The subject of sacrifice is one that cuts to the heart of questions of Jewish identity and community. As early as the 7th century BCE, ancient authors were eager to make the case for a consolidation of ritual activity to a single location, a phenomenon known as cultic centralization. This theme reverberates throughout the Pentateuch and in numerous other biblical texts; in many ways, it is one of the major claims of the Hebrew Bible: one God, one Temple. Yet, as scholars have recently argued, this push for cultic centralization was about far more than a physical location—the heart of the centralization project is about the standardization of sacrifice.

In the fourth through first centuries BCE, there was an explosion of writing about sacrifice, temples, and ritual practice. The study of these writings has historically been tied to questions about their literary relationship to the Pentateuch, and discourses about “rewriting” and “legal revision” have dominated most analyses of this literature. Indeed, when they are read through the lens of Torah, these Second Temple writings can be understood as essentially buying into the centralization project while offering slight adjustments. Yet the authority, influence, and centrality of Pentateuch for the mid-to-late Second Temple period has long been taken as a given despite the fact that increasingly over the last two decades, pentateuchal scholars have been arguing for the uneven influence of this text until at least the Hasmonean period. Using these conclusions as my starting point, I will argue that by reading the literary works of the fourth through second centuries BCE through the lens of their relationship to Torah, the portrayal of legal and ritual thought, theorization, imagination, and literary expression in this period has been artificially flattened.

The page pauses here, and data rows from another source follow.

//! Webhook alerts (JSON POST)

use super::{AlertMessage, NotificationSink};
use crate::error::{Error, Result};
use crate::store::ContactRecord;
use async_trait::async_trait;
use serde_json::json;
use std::time::Duration;

/// Webhook sink posting the alert payload to one configured URL
pub struct WebhookSink {
    client: reqwest::Client,
    url: String,
}

impl WebhookSink {
    pub fn new(url: String) -> Self {
        let client = reqwest::Client::builder()
            .timeout(Duration::from_secs(15))
            .build()
            .expect("Failed to create HTTP client");

        Self { client, url }
    }
}

#[async_trait]
impl NotificationSink for WebhookSink {
    fn name(&self) -> &'static str {
        "webhook"
    }

    async fn notify(&self, alert: &AlertMessage, _recipients: &[ContactRecord]) -> Result<()> {
        let payload = json!({
            "stream_id": alert.stream_id,
            "target_ids": alert.identities,
            "timestamp": alert.occurred_at.to_rfc3339(),
            "video_url": alert.video_url,
            "alert_type": "face_recognition",
        });

        let resp = self
            .client
            .post(&self.url)
            .json(&payload)
            .send()
            .await
            .map_err(|e| Error::Notify(format!("webhook request failed: {}", e)))?;

        if !resp.status().is_success() {
            return Err(Error::Notify(format!(
                "webhook returned {}",
                resp.status()
            )));
        }

        tracing::info!(url = %self.url, "Webhook alert sent");
        Ok(())
    }
}
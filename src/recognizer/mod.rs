//! Recognizer - Face Recognition Engine Adapter
//!
//! ## Responsibilities
//!
//! - Send frames to the external recognition engine
//! - Parse match results into a uniform list
//! - Subsample frames (every K-th) to bound CPU cost
//! - Treat per-frame engine failures as "no matches", never as fatal
//!
//! The matching algorithm, model, and distance metric are the engine's
//! business; this module only carries the configuration through.

use crate::error::{Error, Result};
use crate::models::Frame;
use async_trait::async_trait;
use image::codecs::jpeg::JpegEncoder;
use reqwest::multipart::{Form, Part};
use serde::{Deserialize, Serialize};
use std::sync::Arc;
use std::time::Duration;

/// Default sampling interval: run inference on every 15th frame
pub const DEFAULT_SAMPLE_INTERVAL: u64 = 15;

/// JPEG quality for frames sent to the engine
const ENGINE_JPEG_QUALITY: u8 = 85;

/// Region of a matched face within the frame
#[derive(Debug, Clone, Copy, PartialEq, Eq, Serialize, Deserialize)]
pub struct BoundingBox {
    pub x: i32,
    pub y: i32,
    pub width: i32,
    pub height: i32,
}

/// One identified face in one frame
#[derive(Debug, Clone, PartialEq, Serialize, Deserialize)]
pub struct FaceMatch {
    /// Identity label of the matched target
    pub target_id: String,
    pub region: BoundingBox,
    /// Engine-reported confidence score
    pub confidence: f32,
}

/// Model configuration passed through to the engine
#[derive(Debug, Clone, Serialize)]
pub struct EngineModelConfig {
    pub model_name: String,
    pub distance_metric: String,
    pub threshold: f32,
}

impl Default for EngineModelConfig {
    fn default() -> Self {
        Self {
            model_name: "Facenet".to_string(),
            distance_metric: "cosine".to_string(),
            threshold: 0.35,
        }
    }
}

/// The external recognition engine boundary.
#[async_trait]
pub trait RecognitionEngine: Send + Sync {
    /// Run inference on one frame, returning zero or more matches.
    async fn identify(&self, stream_id: &str, frame: &Frame) -> Result<Vec<FaceMatch>>;
}

/// Engine response body
#[derive(Debug, Deserialize)]
struct IdentifyResponse {
    #[serde(default)]
    matches: Vec<FaceMatch>,
}

/// HTTP client for the recognition engine
pub struct HttpRecognitionEngine {
    client: reqwest::Client,
    base_url: String,
    model: EngineModelConfig,
}

impl HttpRecognitionEngine {
    /// Create new engine client
    pub fn new(base_url: String, model: EngineModelConfig) -> Self {
        Self::with_timeout(base_url, model, Duration::from_secs(30))
    }

    /// Create new engine client with custom timeout
    pub fn with_timeout(base_url: String, model: EngineModelConfig, timeout: Duration) -> Self {
        let client = reqwest::Client::builder()
            .timeout(timeout)
            .build()
            .expect("Failed to create HTTP client");

        Self {
            client,
            base_url,
            model,
        }
    }

    /// Check engine health
    pub async fn health_check(&self) -> Result<bool> {
        let url = format!("{}/healthz", self.base_url);
        match self.client.get(&url).send().await {
            Ok(resp) => Ok(resp.status().is_success()),
            Err(_) => Ok(false),
        }
    }

    pub fn base_url(&self) -> &str {
        &self.base_url
    }
}

#[async_trait]
impl RecognitionEngine for HttpRecognitionEngine {
    async fn identify(&self, stream_id: &str, frame: &Frame) -> Result<Vec<FaceMatch>> {
        let url = format!("{}/v1/identify", self.base_url);
        let jpeg = encode_jpeg(frame)?;

        let form = Form::new()
            .part(
                "frame",
                Part::bytes(jpeg)
                    .file_name("frame.jpg")
                    .mime_str("image/jpeg")
                    .map_err(|e| Error::Inference(format!("multipart build failed: {}", e)))?,
            )
            .text("stream_id", stream_id.to_string())
            .text("captured_at", frame.captured_at.to_rfc3339())
            .text("model_name", self.model.model_name.clone())
            .text("distance_metric", self.model.distance_metric.clone())
            .text("threshold", self.model.threshold.to_string());

        let resp = self
            .client
            .post(&url)
            .multipart(form)
            .send()
            .await
            .map_err(|e| Error::Inference(format!("engine request failed: {}", e)))?;

        if !resp.status().is_success() {
            return Err(Error::Inference(format!(
                "engine returned {}",
                resp.status()
            )));
        }

        let result: IdentifyResponse = resp
            .json()
            .await
            .map_err(|e| Error::Inference(format!("engine response parse failed: {}", e)))?;

        Ok(result.matches)
    }
}

/// Encode a BGR24 frame as JPEG for the engine
fn encode_jpeg(frame: &Frame) -> Result<Vec<u8>> {
    // BGR -> RGB
    let mut rgb = frame.data.clone();
    for px in rgb.chunks_exact_mut(3) {
        px.swap(0, 2);
    }

    let mut jpeg = Vec::new();
    let mut encoder = JpegEncoder::new_with_quality(&mut jpeg, ENGINE_JPEG_QUALITY);
    encoder
        .encode(
            &rgb,
            frame.width,
            frame.height,
            image::ExtendedColorType::Rgb8,
        )
        .map_err(|e| Error::Inference(format!("jpeg encode failed: {}", e)))?;

    Ok(jpeg)
}

/// Frame-level adapter: sampling plus failure policy.
///
/// `process` returns:
/// - `None` when the frame was skipped by sampling (no verdict),
/// - `Some(matches)` when the engine ran (possibly empty).
///
/// The distinction matters downstream: the recording grace counter only
/// advances on a sampled frame with no matches, never on a skipped frame.
pub struct RecognitionAdapter {
    engine: Arc<dyn RecognitionEngine>,
    sample_interval: u64,
}

impl RecognitionAdapter {
    pub fn new(engine: Arc<dyn RecognitionEngine>, sample_interval: u64) -> Self {
        Self {
            engine,
            sample_interval: sample_interval.max(1),
        }
    }

    /// Run inference if this frame falls on the sampling grid.
    ///
    /// An engine failure is logged and reported as an empty match list;
    /// it must never stop the processing loop.
    pub async fn process(&self, stream_id: &str, frame: &Frame) -> Option<Vec<FaceMatch>> {
        if frame.seq % self.sample_interval != 0 {
            return None;
        }

        match self.engine.identify(stream_id, frame).await {
            Ok(matches) => Some(matches),
            Err(e) => {
                tracing::warn!(
                    stream_id = %stream_id,
                    seq = frame.seq,
                    error = %e,
                    "Inference failed, treating frame as no matches"
                );
                Some(Vec::new())
            }
        }
    }

    pub fn sample_interval(&self) -> u64 {
        self.sample_interval
    }
}

#[cfg(test)]
mod tests {
    use super::*;
    use chrono::Utc;
    use std::sync::atomic::{AtomicUsize, Ordering};

    fn frame(seq: u64) -> Frame {
        Frame {
            seq,
            width: 4,
            height: 4,
            data: vec![0u8; 48],
            captured_at: Utc::now(),
        }
    }

    struct CountingEngine {
        calls: AtomicUsize,
        fail: bool,
    }

    #[async_trait]
    impl RecognitionEngine for CountingEngine {
        async fn identify(&self, _stream_id: &str, _frame: &Frame) -> Result<Vec<FaceMatch>> {
            self.calls.fetch_add(1, Ordering::SeqCst);
            if self.fail {
                Err(Error::Inference("engine down".to_string()))
            } else {
                Ok(vec![FaceMatch {
                    target_id: "t-1".to_string(),
                    region: BoundingBox {
                        x: 0,
                        y: 0,
                        width: 2,
                        height: 2,
                    },
                    confidence: 0.9,
                }])
            }
        }
    }

    #[tokio::test]
    async fn test_sampling_skips_off_grid_frames() {
        let engine = Arc::new(CountingEngine {
            calls: AtomicUsize::new(0),
            fail: false,
        });
        let adapter = RecognitionAdapter::new(engine.clone(), 15);

        for seq in 1..=30 {
            let verdict = adapter.process("s-1", &frame(seq)).await;
            if seq % 15 == 0 {
                assert!(verdict.is_some());
            } else {
                assert!(verdict.is_none());
            }
        }

        // Exactly one engine call per sampled frame (15 and 30)
        assert_eq!(engine.calls.load(Ordering::SeqCst), 2);
    }

    #[tokio::test]
    async fn test_engine_failure_becomes_empty_matches() {
        let engine = Arc::new(CountingEngine {
            calls: AtomicUsize::new(0),
            fail: true,
        });
        let adapter = RecognitionAdapter::new(engine, 1);

        let verdict = adapter.process("s-1", &frame(1)).await;
        assert_eq!(verdict, Some(Vec::new()));
    }

    #[tokio::test]
    async fn test_interval_of_one_samples_everything() {
        let engine = Arc::new(CountingEngine {
            calls: AtomicUsize::new(0),
            fail: false,
        });
        let adapter = RecognitionAdapter::new(engine.clone(), 1);

        for seq in 1..=5 {
            assert!(adapter.process("s-1", &frame(seq)).await.is_some());
        }
        assert_eq!(engine.calls.load(Ordering::SeqCst), 5);
    }

    #[test]
    fn test_encode_jpeg_produces_jpeg_magic() {
        let f = frame(1);
        let jpeg = encode_jpeg(&f).unwrap();
        assert!(jpeg.starts_with(&[0xFF, 0xD8]));
    }
}
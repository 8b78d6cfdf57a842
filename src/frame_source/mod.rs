//! FrameSource - Stream Ingest Abstraction
//!
//! ## Responsibilities
//!
//! - Open a stream by locator (network URL, file path, or device index)
//! - Deliver decoded BGR24 frames one at a time
//! - Release the underlying transport on close
//!
//! The capture loop is written against the `FrameSource` trait so the
//! pipeline runs identically over RTSP cameras, video files, local capture
//! devices, and scripted in-process sources in tests.

mod ffmpeg;

pub use ffmpeg::{FfmpegSource, FfmpegSourceOpener};

use crate::error::Result;
use async_trait::async_trait;

/// Where a stream comes from.
///
/// A bare small integer (`"0"`, `"1"`) is a local capture device index,
/// anything else is treated as a URL or file path.
#[derive(Debug, Clone, PartialEq, Eq)]
pub enum StreamLocator {
    Url(String),
    Device(u32),
}

impl StreamLocator {
    pub fn parse(raw: &str) -> Self {
        match raw.trim().parse::<u32>() {
            Ok(index) => StreamLocator::Device(index),
            Err(_) => StreamLocator::Url(raw.trim().to_string()),
        }
    }
}

impl std::fmt::Display for StreamLocator {
    fn fmt(&self, f: &mut std::fmt::Formatter<'_>) -> std::fmt::Result {
        match self {
            StreamLocator::Url(url) => write!(f, "{}", url),
            StreamLocator::Device(index) => write!(f, "device:{}", index),
        }
    }
}

/// An open stream delivering raw BGR24 frames.
#[async_trait]
pub trait FrameSource: Send {
    /// Frame width in pixels
    fn width(&self) -> u32;

    /// Frame height in pixels
    fn height(&self) -> u32;

    /// Read the next frame's pixel data.
    ///
    /// Returns `Ok(None)` when the stream has ended. An `Err` means the
    /// source died mid-stream; both terminate the capture loop.
    async fn read_frame(&mut self) -> Result<Option<Vec<u8>>>;

    /// Release the underlying transport. Safe to call more than once.
    async fn close(&mut self);
}

/// Opens frame sources by locator.
#[async_trait]
pub trait FrameSourceOpener: Send + Sync {
    /// Open the locator, or fail with `Error::SourceUnavailable`.
    async fn open(&self, locator: &StreamLocator) -> Result<Box<dyn FrameSource>>;
}

#[cfg(test)]
mod tests {
    use super::*;

    #[test]
    fn test_locator_parse_device_index() {
        assert_eq!(StreamLocator::parse("0"), StreamLocator::Device(0));
        assert_eq!(StreamLocator::parse("3"), StreamLocator::Device(3));
    }

    #[test]
    fn test_locator_parse_url() {
        assert_eq!(
            StreamLocator::parse("rtsp://cam.local:554/stream"),
            StreamLocator::Url("rtsp://cam.local:554/stream".to_string())
        );
        assert_eq!(
            StreamLocator::parse("/data/clips/entrance.mp4"),
            StreamLocator::Url("/data/clips/entrance.mp4".to_string())
        );
    }
}
//! Recording - Detection-Driven Recording State Machine
//!
//! ## Responsibilities
//!
//! - Open a recording session on the first frame with matches
//! - Keep writing through a grace window of empty detections
//! - Close the session exactly once and emit a recording-finished event
//! - Overlay match regions best-effort (never aborts the write path)
//!
//! States: `Idle` (no session) and `Recording` (open session). Only the
//! processing loop touches a recorder; sessions are never shared.

mod annotate;
mod writer;

pub use annotate::draw_regions;
pub use writer::{FfmpegWriterFactory, RecordingWriter, RecordingWriterFactory};

use crate::models::Frame;
use crate::recognizer::FaceMatch;
use chrono::{DateTime, Utc};
use std::collections::BTreeSet;
use std::path::PathBuf;
use std::sync::Arc;

/// Consecutive empty detections tolerated before a recording ends
pub const DEFAULT_GRACE_FRAMES: u32 = 15;

/// Emitted when a session closes naturally (grace window expired).
///
/// Forced closes (monitor stop) do not produce this event.
#[derive(Debug, Clone)]
pub struct RecordingFinished {
    pub stream_id: String,
    /// Identities seen during the episode, deduplicated, sorted
    pub identities: Vec<String>,
    pub path: PathBuf,
    pub started_at: DateTime<Utc>,
    pub ended_at: DateTime<Utc>,
    pub first_seq: u64,
    pub last_seq: u64,
}

/// State carried while `recording == true`
struct RecordingSession {
    writer: Box<dyn RecordingWriter>,
    started_at: DateTime<Utc>,
    first_seq: u64,
    last_seq: u64,
    identities: BTreeSet<String>,
    empty_streak: u32,
}
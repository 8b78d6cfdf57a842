//! facewatch server
//!
//! Main entry point: wiring and startup.

use facewatch::{
    alerts::AlertDispatcher,
    frame_source::FfmpegSourceOpener,
    monitor_registry::MonitorRegistry,
    notifications::{EmailSink, NotificationSink, SmsSink, WebhookSink},
    recognizer::HttpRecognitionEngine,
    recording::FfmpegWriterFactory,
    state::{AppConfig, AppState},
    storage::S3Storage,
    store::{self, ContactRepository, StreamRepository, TargetRepository},
    web_api,
};
use sqlx::sqlite::{SqliteConnectOptions, SqlitePoolOptions};
use std::str::FromStr;
use std::sync::Arc;
use std::time::Duration;
use tower_http::cors::{Any, CorsLayer};
use tower_http::trace::TraceLayer;
use tracing_subscriber::{layer::SubscriberExt, util::SubscriberInitExt};

#[tokio::main]
async fn main() -> anyhow::Result<()> {
    // Load .env if present
    dotenvy::dotenv().ok();

    // Initialize tracing
    tracing_subscriber::registry()
        .with(
            tracing_subscriber::EnvFilter::try_from_default_env()
                .unwrap_or_else(|_| "facewatch=debug,tower_http=debug".into()),
        )
        .with(tracing_subscriber::fmt::layer())
        .init();

    tracing::info!("Starting facewatch v{}", env!("CARGO_PKG_VERSION"));

    // Load configuration
    let config = AppConfig::default();
    tracing::info!(
        database_url = %config.database_url,
        engine_url = %config.engine_url,
        recordings_dir = %config.recordings_dir.display(),
        s3_bucket = %config.s3_bucket,
        "Configuration loaded"
    );

    // Create database pool
    let options = SqliteConnectOptions::from_str(&config.database_url)?.create_if_missing(true);
    let pool = SqlitePoolOptions::new()
        .max_connections(5)
        .acquire_timeout(Duration::from_secs(10))
        .connect_with(options)
        .await?;
    store::init_schema(&pool).await?;
    tracing::info!("Database connected");

    let streams = StreamRepository::new(pool.clone());
    let targets = TargetRepository::new(pool.clone());
    let contacts = ContactRepository::new(pool.clone());

    // No monitor survives a restart; stale active flags are lies
    let cleared = streams.deactivate_all().await?;
    if cleared > 0 {
        tracing::info!(cleared = cleared, "Reset stale active flags from previous run");
    }

    tokio::fs::create_dir_all(&config.recordings_dir).await?;

    // Recognition engine client
    let engine = Arc::new(HttpRecognitionEngine::new(
        config.engine_url.clone(),
        config.model.clone(),
    ));
    if !engine.health_check().await.unwrap_or(false) {
        tracing::warn!(engine_url = %config.engine_url, "Recognition engine not reachable at startup");
    }

    // Object store for finished recordings
    let object_store = Arc::new(S3Storage::from_env(config.s3_bucket.clone()).await);

    // Notification sinks (each enabled by its own configuration)
    let mut sinks: Vec<Arc<dyn NotificationSink>> = Vec::new();
    if let Some(ref email) = config.email {
        match EmailSink::new(
            &email.smtp_server,
            email.smtp_port,
            &email.sender,
            &email.password,
        ) {
            Ok(sink) => {
                tracing::info!(smtp_server = %email.smtp_server, "Email sink enabled");
                sinks.push(Arc::new(sink));
            }
            Err(e) => {
                tracing::error!(error = %e, "Email sink disabled, configuration invalid");
            }
        }
    }
    if let Some(ref twilio) = config.twilio {
        tracing::info!("SMS sink enabled");
        sinks.push(Arc::new(SmsSink::new(
            twilio.account_sid.clone(),
            twilio.auth_token.clone(),
            twilio.from_number.clone(),
        )));
    }
    if let Some(ref url) = config.webhook_url {
        tracing::info!(url = %url, "Webhook sink enabled");
        sinks.push(Arc::new(WebhookSink::new(url.clone())));
    }
    if sinks.is_empty() {
        tracing::warn!("No notification sinks configured, alerts will only upload the artifact");
    }

    let dispatcher = Arc::new(AlertDispatcher::new(
        object_store,
        sinks,
        contacts.clone(),
    ));

    // Recording writer factory (one mp4 per session)
    let writer_factory = Arc::new(FfmpegWriterFactory::new(
        config.recordings_dir.clone(),
        config.recording_fps,
    ));

    // Monitor registry
    let registry = Arc::new(MonitorRegistry::new(
        streams.clone(),
        Arc::new(FfmpegSourceOpener),
        engine.clone(),
        writer_factory,
        dispatcher,
        config.monitor.clone(),
    ));
    tracing::info!("Monitor registry initialized");

    // Create application state
    let state = AppState {
        pool,
        config,
        registry: registry.clone(),
        streams,
        targets,
        contacts,
        engine,
    };

    // Create router
    let app = web_api::create_router(state.clone())
        .layer(
            CorsLayer::new()
                .allow_origin(Any)
                .allow_methods(Any)
                .allow_headers(Any),
        )
        .layer(TraceLayer::new_for_http());

    // Start server
    let addr = format!("{}:{}", state.config.host, state.config.port);
    let listener = tokio::net::TcpListener::bind(&addr).await?;
    tracing::info!("Listening on {}", addr);

    axum::serve(listener, app)
        .with_graceful_shutdown(shutdown_signal())
        .await?;

    // Stop every pipeline before exit so no session is left open
    registry.shutdown().await;

    Ok(())
}

async fn shutdown_signal() {
    if let Err(e) = tokio::signal::ctrl_c().await {
        tracing::error!(error = %e, "Failed to listen for shutdown signal");
        return;
    }
    tracing::info!("Shutdown signal received");
}
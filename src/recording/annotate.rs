//! Best-effort bounding-box overlay
//!
//! Draws match regions onto a copy of the frame before it is written to
//! the recording. Purely cosmetic: regions are clamped to the frame and
//! anything out of range is silently skipped, so the overlay can never
//! take down the write path.

use crate::models::Frame;
use crate::recognizer::BoundingBox;

/// Border thickness in pixels
const THICKNESS: i32 = 2;

/// Overlay color, BGR (green)
const COLOR: [u8; 3] = [0, 255, 0];

/// Return a copy of `frame` with `regions` outlined.
pub fn draw_regions(frame: &Frame, regions: &[BoundingBox]) -> Frame {
    let mut out = frame.clone();
    for region in regions {
        draw_rect(&mut out, region);
    }
    out
}

fn draw_rect(frame: &mut Frame, region: &BoundingBox) {
    if region.width <= 0 || region.height <= 0 {
        return;
    }
    let x1 = region.x;
    let y1 = region.y;
    let x2 = region.x + region.width - 1;
    let y2 = region.y + region.height - 1;

    for t in 0..THICKNESS {
        for x in x1..=x2 {
            put_pixel(frame, x, y1 + t);
            put_pixel(frame, x, y2 - t);
        }
        for y in y1..=y2 {
            put_pixel(frame, x1 + t, y);
            put_pixel(frame, x2 - t, y);
        }
    }
}

fn put_pixel(frame: &mut Frame, x: i32, y: i32) {
    if x < 0 || y < 0 || x >= frame.width as i32 || y >= frame.height as i32 {
        return;
    }
    let idx = (y as usize * frame.width as usize + x as usize) * 3;
    frame.data[idx..idx + 3].copy_from_slice(&COLOR);
}

#[cfg(test)]
mod tests {
    use super::*;
    use chrono::Utc;

    fn frame(width: u32, height: u32) -> Frame {
        Frame {
            seq: 1,
            width,
            height,
            data: vec![0u8; Frame::expected_len(width, height)],
            captured_at: Utc::now(),
        }
    }

    fn pixel(frame: &Frame, x: u32, y: u32) -> [u8; 3] {
        let idx = (y as usize * frame.width as usize + x as usize) * 3;
        [frame.data[idx], frame.data[idx + 1], frame.data[idx + 2]]
    }

    #[test]
    fn test_draws_border_pixels() {
        let f = frame(16, 16);
        let region = BoundingBox {
            x: 2,
            y: 2,
            width: 10,
            height: 10,
        };
        let out = draw_regions(&f, &[region]);

        assert_eq!(pixel(&out, 2, 2), COLOR);
        assert_eq!(pixel(&out, 11, 11), COLOR);
        // Interior untouched
        assert_eq!(pixel(&out, 6, 6), [0, 0, 0]);
    }

    #[test]
    fn test_out_of_range_region_is_harmless() {
        let f = frame(8, 8);
        let region = BoundingBox {
            x: -5,
            y: -5,
            width: 100,
            height: 100,
        };
        // Must not panic; clipping handles everything
        let out = draw_regions(&f, &[region]);
        assert_eq!(out.data.len(), f.data.len());
    }

    #[test]
    fn test_degenerate_region_skipped() {
        let f = frame(8, 8);
        let region = BoundingBox {
            x: 3,
            y: 3,
            width: 0,
            height: 0,
        };
        let out = draw_regions(&f, &[region]);
        assert_eq!(out.data, f.data);
    }
}
//! facewatch - Face Recognition Stream Monitoring Server
//!
//! Watches live video streams for enrolled faces, records while a target
//! is in view, and alerts contacts with the uploaded clip.
//!
//! ## Architecture
//!
//! 1. FrameBuffer - bounded drop-oldest queue between capture and analysis
//! 2. FrameSource - stream ingest (ffmpeg over RTSP/file/device)
//! 3. Recognizer - external recognition engine adapter with sampling
//! 4. Recording - detection-driven recording state machine
//! 5. Alerts - upload + notification fan-out per finished recording
//! 6. StreamMonitor - capture/processing task pair for one stream
//! 7. MonitorRegistry - lifecycle ledger, one monitor per stream
//! 8. Store - streams/targets/contacts persistence (SQLite)
//! 9. WebAPI - REST endpoints
//!
//! ## Design Principles
//!
//! - Per-frame failures never stop a pipeline; only source loss does
//! - Stop is cooperative: loops observe a liveness flag, stop() joins
//! - The registry is the only writer of the durable `active` flag while
//!   a monitor is alive

pub mod alerts;
pub mod error;
pub mod frame_buffer;
pub mod frame_source;
pub mod models;
pub mod monitor_registry;
pub mod notifications;
pub mod recognizer;
pub mod recording;
pub mod state;
pub mod storage;
pub mod store;
pub mod stream_monitor;
pub mod web_api;

#[cfg(test)]
pub(crate) mod test_support;

pub use error::{Error, Result};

Instead, I suggest that when these texts are read as independent literary works, a very different picture emerges, one in which multiple communities of Jews in Israel and in the diaspora are actively thinking and theorizing about the purpose and procedures of sacrifice. What emerges is a portrait of Second Temple Jewish communities that are anything but homogenous, as talking about sacrifice is very much a means of talking about community. Questions of public versus private sphere, spatial organization of sacred areas, and access to different spaces are foundational to how people understand or envision communities functioning. Sacrifice is as much about horizontal relationships among human beings as it is about the vertical relationship between the people and their god.

This project is self-consciously structured in two parts. In the first part, I will re-examine writings about sacrifice from the fourth to second centuries as literature in their own right with their own ideas about sacrifice and ritual practice. I will be addressing a range of texts across temporal, geographic, canonical, and linguistic boundaries including (in alphabetical order) the Admonitions of Qahat, Aramaic Levi Document, Bel and the Dragon, Ben Sira, Chronicles, Ezra-Nehemiah, Jubilees, Letter of Aristeas, Maccabees, Temple Scroll, and the Visions of Amram. In the second part of the book, I will consider what these writings share as a synchronic corpus and map the different ways in which their representations of sacrifice utilize or relate to the literary representations of sacrifice in the Torah.